VALMIKI J. MEHTA, J (ORAL)
CAVEAT NO.24/2012
Learned counsel appears for the caveator. He has been heard. Caveat
stands discharged.
RFA 17/2012
1. The challenge by means of this Regular First Appeal filed under
Section 96 of the Code of Civil Procedure, 1908 (CPC) is to the impugned
judgment of the trial court dated 13.10.2011 decreeing the suit of the
respondent / plaintiff for Rs.14,28,000/- along with pendente lite and future
RFA No.17/2012 Page 1 of 7
interest @ 10% p.a.
2. The facts of the case are that the respondent / plaintiff had given a
loan of Rs.14,50,000/- to the appellant / defendant vide cheque no.211727
dt. 22.6.1995. The appellant / defendant thereafter executed a Memorandum
of Understanding (MOU) dated 4.7.2000 acknowledging that she had taken
a loan of Rs.14,50,000/- and that she had paid Rs.6 lakhs to the respondent /
plaintiff as stated in the MOU and undertook to pay the balance amount of
Rs.8,50,000/- with interest @ 2% per month. The appellant / defendant paid
thereafter last cheque towards interest for September 2000 of Rs.17,000/- on
16.11.2000. Since no further amounts were paid, the respondent / plaintiff
issued a legal notice dated 16.7.2003. Even this legal notice came to yield
no result and therefore the subject suit for recovery of moneys came to be
filed.
3. The appellant / defendant in the written statement took the defence
that there was no transaction of loan between the parties but really the
appellant / defendant had agreed to sell a property to the respondent /
plaintiff, and for which certain advance amounts were stated to be received.

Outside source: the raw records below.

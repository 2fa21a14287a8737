use error_common::{log_error_with_context, ErrorContext, SummarizerError};
use std::sync::Arc;
use tracing::debug;

use crate::config::EngineConfig;
use crate::error::NlpResult;
use crate::summary::{ClinicalNote, ClinicalSummarizer, SummaryReport};

/// Async front-end for the summarizer
///
/// Summaries are CPU-bound, so each one runs on the blocking pool. A case
/// either completes or fails as a whole with
/// [`SummarizerError::CaseFailed`].
#[derive(Debug, Clone)]
pub struct SummarizationService {
    summarizer: Arc<ClinicalSummarizer>,
}

impl SummarizationService {
    pub fn new(summarizer: ClinicalSummarizer) -> Self {
        Self {
            summarizer: Arc::new(summarizer),
        }
    }

    pub fn from_config(config: &EngineConfig) -> NlpResult<Self> {
        Ok(Self::new(ClinicalSummarizer::from_config(config)?))
    }

    pub fn summarizer(&self) -> &ClinicalSummarizer {
        &self.summarizer
    }

    /// Summarize one note
    pub async fn summarize(&self, note: ClinicalNote) -> Result<SummaryReport, SummarizerError> {
        let case_id = note.case_id.clone();
        let summarizer = Arc::clone(&self.summarizer);

        debug!(case_id = %case_id, "Dispatching case to blocking pool");
        let outcome = tokio::task::spawn_blocking(move || summarizer.summarize(&note)).await;

        outcome.map_err(|join_error| {
            let message = if join_error.is_panic() {
                "summarization task panicked".to_string()
            } else {
                join_error.to_string()
            };
            let context = ErrorContext::for_case(&case_id)
                .add_context("operation", "summarize")
                .add_context("panicked", join_error.is_panic().to_string());
            let err = SummarizerError::case_failed(&case_id, message);
            log_error_with_context(&err, &context);
            err
        })
    }
}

It was pleaded that since the agreement came to an end, the appellant /
RFA No.17/2012 Page 2 of 7
defendant had agreed to return the amount, and it was this amount which
was the subject matter of transaction between the parties. It was pleaded
that the complete amount was paid back.
4. The trial court after the pleadings were completed framed the
following issues:
"1. Whether suit is bad for mis-joinder of parties? OPD.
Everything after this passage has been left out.